One slow day last summer a young woman walked into the greenhouse where I work and unwrapped a small bundle of roses. The canes looked healthy: green with wide-spaced thorns, smooth leaves and a well-formed pink flower. But the side shoots were red, swollen, covered with thorns and had a pitifully misshapen flower. Insects? A virus? Herbicide damage?
A little research yielded the diagnosis: rose rosette disease.
“No cure,” the literature read. “Dig up, roots and all, burn or wrap and put in the trash, but do not compost.”
The young woman burst into tears.
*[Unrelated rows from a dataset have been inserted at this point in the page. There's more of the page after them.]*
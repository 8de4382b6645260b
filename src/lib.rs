// src/lib.rs

pub mod checkin;
pub mod classify;
pub mod config;
pub mod email;
pub mod google;
pub mod report;
pub mod retry;
pub mod roster;
pub mod runner;
pub mod scheduler;
pub mod sheet;
pub mod sheets;
pub mod slack;
pub mod webwork;

#[cfg(test)]
mod classify_tests;
#[cfg(test)]
mod sheet_tests;

use thiserror::Error;

// Top-level application error
#[derive(Error, Debug)]
pub enum AppError {
    #[error("Configuration error: {0}")]
    Config(String),

    #[error("WebWork API client error: {0}")]
    Webwork(#[from] webwork::WebworkError),

    #[error("Google Sheets client error: {0}")]
    Sheets(#[from] sheets::SheetsError),

    #[error("Slack client error: {0}")]
    Slack(#[from] slack::SlackError),

    #[error("Email client error: {0}")]
    Email(#[from] email::EmailError),

    #[error("Google authentication error: {0}")]
    GoogleAuth(#[from] google::GoogleAuthError),

    #[error("I/O error: {0}")]
    Io(#[from] std::io::Error),

    #[error("JSON serialization/deserialization failed: {0}")]
    Json(#[from] serde_json::Error),
}
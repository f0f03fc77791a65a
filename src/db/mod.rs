//! Database layer: persistence models, repository handlers, and error
//! categorization.

pub mod errors;
pub mod handlers;
pub mod models;
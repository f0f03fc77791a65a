//! Base repository trait for database operations.

/// Contains the Repository trait.
///
/// A repository is basically a data access layer for a postgres table. It
/// provides methods for creating, reading, updating, and deleting entities,
/// as well as listing them with simple filters.
use crate::db::errors::Result;

/// Base repository trait providing common database operations
///
/// This trait has separate associated types for create requests, update requests, and responses.
#[async_trait::async_trait]
pub trait Repository {
    /// The request type for creating entities
    type CreateRequest;

    /// The request type for updating entities
    type UpdateRequest;

    /// The response/DTO type returned by operations
    type Response;

    /// The identifier type for lookups
    type Id: Send + Sync;

    /// The filter type for list operations
    type Filter: Send + Sync;

    /// Create a new entity
    async fn create(&mut self, request: &Self::CreateRequest) -> Result<Self::Response>;

    /// Get an entity by ID
    async fn get_by_id(&mut self, id: Self::Id) -> Result<Option<Self::Response>>;

    /// List entities with filtering and pagination
    async fn list(&mut self, filter: &Self::Filter) -> Result<Vec<Self::Response>>;

    /// Delete an entity by ID
    async fn delete(&mut self, id: Self::Id) -> Result<bool>;

    /// Update an entity by ID
    async fn update(&mut self, id: Self::Id, request: &Self::UpdateRequest) -> Result<Self::Response>;
}
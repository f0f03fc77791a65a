//! Role management endpoints. All of them require the user_manager role.

use axum::{
    extract::{Path, Query, State},
    http::StatusCode,
    response::Json,
};

use crate::{
    AppState,
    api::models::{
        pagination::Pagination,
        roles::{RoleCreate, RoleResponse, RoleUpdate},
        users::CurrentUser,
    },
    auth::role_gate,
    db::{
        handlers::{Repository, roles::RoleFilter, roles::Roles},
        models::roles::{RoleCreateDBRequest, RoleUpdateDBRequest},
    },
    errors::Error,
    types::RoleId,
};

// GET /roles - List roles
#[utoipa::path(
    get,
    path = "/roles",
    tag = "roles",
    summary = "List roles",
    params(Pagination),
    responses(
        (status = 200, description = "List of roles", body = [RoleResponse]),
        (status = 401, description = "Unauthorized"),
        (status = 403, description = "Forbidden"),
        (status = 500, description = "Internal server error"),
    ),
    security(("bearer_token" = []))
)]
pub async fn list_roles(
    State(state): State<AppState>,
    Query(pagination): Query<Pagination>,
    current_user: CurrentUser,
) -> Result<Json<Vec<RoleResponse>>, Error> {
    role_gate::USER_ADMIN.check(&current_user)?;

    let pagination = pagination.clamped();
    let mut conn = state.db.acquire().await.map_err(|e| Error::Database(e.into()))?;
    let mut repo = Roles::new(&mut conn);

    let roles = repo.list(&RoleFilter::new(pagination.skip, pagination.limit)).await?;

    Ok(Json(roles.into_iter().map(RoleResponse::from).collect()))
}

// POST /roles - Create role
#[utoipa::path(
    post,
    path = "/roles",
    tag = "roles",
    summary = "Create role",
    responses(
        (status = 201, description = "Role created", body = RoleResponse),
        (status = 400, description = "Invalid role data"),
        (status = 401, description = "Unauthorized"),
        (status = 403, description = "Forbidden"),
        (status = 409, description = "Role name already exists"),
        (status = 500, description = "Internal server error"),
    ),
    security(("bearer_token" = []))
)]
pub async fn create_role(
    State(state): State<AppState>,
    current_user: CurrentUser,
    Json(role_data): Json<RoleCreate>,
) -> Result<(StatusCode, Json<RoleResponse>), Error> {
    role_gate::USER_ADMIN.check(&current_user)?;
    role_data.validate()?;

    let mut conn = state.db.acquire().await.map_err(|e| Error::Database(e.into()))?;
    let mut repo = Roles::new(&mut conn);

    let role = repo.create(&RoleCreateDBRequest::from(role_data)).await?;

    Ok((StatusCode::CREATED, Json(RoleResponse::from(role))))
}

// GET /roles/{role_id} - Get a role
#[utoipa::path(
    get,
    path = "/roles/{role_id}",
    tag = "roles",
    summary = "Get role",
    params(("role_id" = i32, Path, description = "Role ID")),
    responses(
        (status = 200, description = "Role information", body = RoleResponse),
        (status = 401, description = "Unauthorized"),
        (status = 403, description = "Forbidden"),
        (status = 404, description = "Role not found"),
        (status = 500, description = "Internal server error"),
    ),
    security(("bearer_token" = []))
)]
pub async fn get_role(
    State(state): State<AppState>,
    Path(role_id): Path<RoleId>,
    current_user: CurrentUser,
) -> Result<Json<RoleResponse>, Error> {
    role_gate::USER_ADMIN.check(&current_user)?;

    let mut conn = state.db.acquire().await.map_err(|e| Error::Database(e.into()))?;
    let mut repo = Roles::new(&mut conn);

    let role = repo.get_by_id(role_id).await?.ok_or_else(|| Error::NotFound {
        resource: "Role".to_string(),
        id: role_id.to_string(),
    })?;

    Ok(Json(RoleResponse::from(role)))
}

// PATCH /roles/{role_id} - Update a role
#[utoipa::path(
    patch,
    path = "/roles/{role_id}",
    tag = "roles",
    summary = "Update role",
    params(("role_id" = i32, Path, description = "Role ID")),
    responses(
        (status = 200, description = "Role updated", body = RoleResponse),
        (status = 400, description = "Invalid role data"),
        (status = 401, description = "Unauthorized"),
        (status = 403, description = "Forbidden"),
        (status = 404, description = "Role not found"),
        (status = 409, description = "Role name already exists"),
        (status = 500, description = "Internal server error"),
    ),
    security(("bearer_token" = []))
)]
pub async fn update_role(
    State(state): State<AppState>,
    Path(role_id): Path<RoleId>,
    current_user: CurrentUser,
    Json(role_data): Json<RoleUpdate>,
) -> Result<Json<RoleResponse>, Error> {
    role_gate::USER_ADMIN.check(&current_user)?;
    role_data.validate()?;

    let mut conn = state.db.acquire().await.map_err(|e| Error::Database(e.into()))?;
    let mut repo = Roles::new(&mut conn);

    let role = repo.update(role_id, &RoleUpdateDBRequest::from(role_data)).await?;

    Ok(Json(RoleResponse::from(role)))
}
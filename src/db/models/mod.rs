//! Persistence-layer request/response types, kept separate from the API
//! models so storage concerns (hashes, link tables) never leak onto the wire.

pub mod notes;
pub mod raffles;
pub mod roles;
pub mod users;
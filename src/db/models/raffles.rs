//! Raffle persistence models.

use chrono::{DateTime, Utc};
use sqlx::FromRow;

use crate::types::{RaffleId, UserId};

#[derive(Debug, Clone)]
pub struct RaffleCreateDBRequest {
    pub title: String,
    pub detail: String,
    pub user_id: UserId,
}

/// `None` fields are left untouched.
#[derive(Debug, Clone, Default)]
pub struct RaffleUpdateDBRequest {
    pub title: Option<String>,
    pub detail: Option<String>,
    pub is_open: Option<bool>,
}

#[derive(Debug, Clone, FromRow)]
pub struct RaffleDBResponse {
    pub id: RaffleId,
    pub title: String,
    pub detail: String,
    pub is_open: bool,
    pub user_id: UserId,
    pub winner_id: Option<UserId>,
    pub created_at: DateTime<Utc>,
}

/// One participant's entry in a raffle, with the username joined in for
/// display.
#[derive(Debug, Clone, FromRow)]
pub struct RaffleEntryDBResponse {
    pub raffle_id: RaffleId,
    pub user_id: UserId,
    pub username: String,
    pub created_at: DateTime<Utc>,
}
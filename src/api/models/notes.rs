//! Note API models.

use chrono::{DateTime, Utc};
use serde::{Deserialize, Serialize};
use utoipa::ToSchema;

use crate::api::models::{check_max, check_required};
use crate::db::models::notes::{NoteCreateDBRequest, NoteDBResponse, NoteUpdateDBRequest};
use crate::errors::Error;
use crate::types::{NoteId, UserId};

#[derive(Debug, Clone, Deserialize, ToSchema)]
pub struct NoteCreate {
    pub title: String,
    #[serde(default)]
    pub detail: String,
    #[serde(default)]
    pub is_public: bool,
}

impl NoteCreate {
    pub fn validate(&self) -> Result<(), Error> {
        check_required("title", &self.title, 32)?;
        check_max("detail", &self.detail, 256)
    }

    /// Attach the owner to form the database request. Ownership always comes
    /// from the authenticated caller, never from the payload.
    pub fn into_db_request(self, user_id: UserId) -> NoteCreateDBRequest {
        NoteCreateDBRequest {
            title: self.title,
            detail: self.detail,
            is_public: self.is_public,
            user_id,
        }
    }
}

/// Absent fields are left unchanged.
#[derive(Debug, Clone, Default, Deserialize, ToSchema)]
pub struct NoteUpdate {
    pub title: Option<String>,
    pub detail: Option<String>,
    pub is_public: Option<bool>,
    pub is_archived: Option<bool>,
}

impl NoteUpdate {
    pub fn validate(&self) -> Result<(), Error> {
        if let Some(title) = &self.title {
            check_required("title", title, 32)?;
        }
        if let Some(detail) = &self.detail {
            check_max("detail", detail, 256)?;
        }
        Ok(())
    }
}

impl From<NoteUpdate> for NoteUpdateDBRequest {
    fn from(update: NoteUpdate) -> Self {
        Self {
            title: update.title,
            detail: update.detail,
            is_public: update.is_public,
            is_archived: update.is_archived,
        }
    }
}

#[derive(Debug, Clone, Serialize, ToSchema)]
pub struct NoteResponse {
    pub id: NoteId,
    pub title: String,
    pub detail: String,
    pub is_public: bool,
    pub is_archived: bool,
    pub user_id: UserId,
    pub created_at: DateTime<Utc>,
    pub updated_at: DateTime<Utc>,
}

impl From<NoteDBResponse> for NoteResponse {
    fn from(note: NoteDBResponse) -> Self {
        Self {
            id: note.id,
            title: note.title,
            detail: note.detail,
            is_public: note.is_public,
            is_archived: note.is_archived,
            user_id: note.user_id,
            created_at: note.created_at,
            updated_at: note.updated_at,
        }
    }
}

#[cfg(test)]
mod tests {
    use super::*;

    #[test]
    fn test_note_create_defaults() {
        let note: NoteCreate = serde_json::from_value(serde_json::json!({ "title": "shopping" })).unwrap();
        assert_eq!(note.title, "shopping");
        assert_eq!(note.detail, "");
        assert!(!note.is_public);
    }

    #[test]
    fn test_note_create_validation() {
        let empty_title = NoteCreate {
            title: String::new(),
            detail: String::new(),
            is_public: false,
        };
        assert!(empty_title.validate().is_err());

        let long_detail = NoteCreate {
            title: "ok".to_string(),
            detail: "d".repeat(257),
            is_public: false,
        };
        assert!(long_detail.validate().is_err());

        let empty_detail_is_fine = NoteCreate {
            title: "ok".to_string(),
            detail: String::new(),
            is_public: true,
        };
        assert!(empty_detail_is_fine.validate().is_ok());
    }
}
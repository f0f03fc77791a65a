//! Role persistence models.

use sqlx::FromRow;

use crate::types::RoleId;

#[derive(Debug, Clone)]
pub struct RoleCreateDBRequest {
    pub name: String,
}

/// `None` fields are left untouched.
#[derive(Debug, Clone, Default)]
pub struct RoleUpdateDBRequest {
    pub name: Option<String>,
    pub is_active: Option<bool>,
}

#[derive(Debug, Clone, FromRow)]
pub struct RoleDBResponse {
    pub id: RoleId,
    pub name: String,
    pub is_active: bool,
}
//! Password hashing and verification.

use argon2::{
    Algorithm, Argon2, Params, Version,
    password_hash::{PasswordHash, PasswordHasher, PasswordVerifier, SaltString, rand_core::OsRng},
};

use crate::errors::Error;

/// Argon2 hashing parameters.
#[derive(Debug, Clone, Copy)]
pub struct Argon2Params {
    pub memory_kib: u32,
    pub iterations: u32,
    pub parallelism: u32,
}

impl Argon2Params {
    /// Create Argon2 instance with these parameters.
    fn to_argon2(self) -> Result<Argon2<'static>, Error> {
        let params = Params::new(self.memory_kib, self.iterations, self.parallelism, None).map_err(|e| Error::Internal {
            operation: format!("create argon2 params: {e}"),
        })?;

        Ok(Argon2::new(Algorithm::Argon2id, Version::V0x13, params))
    }
}

impl Default for Argon2Params {
    /// Secure defaults for production (Argon2id RFC recommendations)
    fn default() -> Self {
        Self {
            memory_kib: 19456, // 19 MB
            iterations: 2,
            parallelism: 1,
        }
    }
}

/// Hash a password using Argon2.
///
/// Uses the provided parameters or secure defaults if None. The salt is
/// randomized per call, so equal plaintexts never produce equal hashes.
pub fn hash_password_with_params(password: &str, params: Option<Argon2Params>) -> Result<String, Error> {
    let salt = SaltString::generate(&mut OsRng);
    let argon2 = if let Some(p) = params {
        p.to_argon2()?
    } else {
        Argon2Params::default().to_argon2()?
    };

    let hash = argon2.hash_password(password.as_bytes(), &salt).map_err(|e| Error::Internal {
        operation: format!("hash password: {e}"),
    })?;

    Ok(hash.to_string())
}

/// Hash a password using Argon2 with default secure parameters.
pub fn hash_password(password: &str) -> Result<String, Error> {
    hash_password_with_params(password, None)
}

/// Verify a password against a stored hash.
///
/// Verification uses the parameters embedded in the hash itself. A malformed
/// stored hash yields `false` rather than an error: a failed check is a
/// normal outcome of login, not a fault.
pub fn verify_password(password: &str, hash: &str) -> bool {
    let Ok(parsed_hash) = PasswordHash::new(hash) else {
        return false;
    };

    Argon2::default().verify_password(password.as_bytes(), &parsed_hash).is_ok()
}

#[cfg(test)]
mod tests {
    use super::*;

    #[test]
    fn test_password_hashing() {
        let password = "test_password_123";
        let hash = hash_password(password).unwrap();

        // Hash should not be empty
        assert!(!hash.is_empty());

        // Should verify correctly
        assert!(verify_password(password, &hash));

        // Should fail with wrong password
        assert!(!verify_password("wrong_password", &hash));
    }

    #[test]
    fn test_different_passwords_different_hashes() {
        let hash1 = hash_password("password1").unwrap();
        let hash2 = hash_password("password2").unwrap();

        assert_ne!(hash1, hash2);
    }

    #[test]
    fn test_same_password_different_hashes() {
        let password = "same_password";

        let hash1 = hash_password(password).unwrap();
        let hash2 = hash_password(password).unwrap();

        // Same input should produce different hashes due to salt
        assert_ne!(hash1, hash2);

        // But both should verify correctly
        assert!(verify_password(password, &hash1));
        assert!(verify_password(password, &hash2));
    }

    #[test]
    fn test_malformed_hash_is_just_false() {
        assert!(!verify_password("anything", "not-a-phc-string"));
        assert!(!verify_password("anything", ""));
    }
}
The bush had been planted in remembrance of her husband, an early casualty of the Iraq war.
The rose bush, and by extension its owner, was a victim of horticultural meddling. A plant introduced as the next problem-solver over time causes new problems. A new solution leads to worse consequences, for which there may or may not be new solutions.
In this case, the problem started when the multiflora rose — dense, thorny and vigorous — came from Japan in 1886 as a hardy rootstock for cultivated roses. In the 20th Century, government agencies planted it to control soil erosion and as cover and food for wildlife. The commercial nursery trade marketed it as a “living fence”; farmers planted young whips by the thousands.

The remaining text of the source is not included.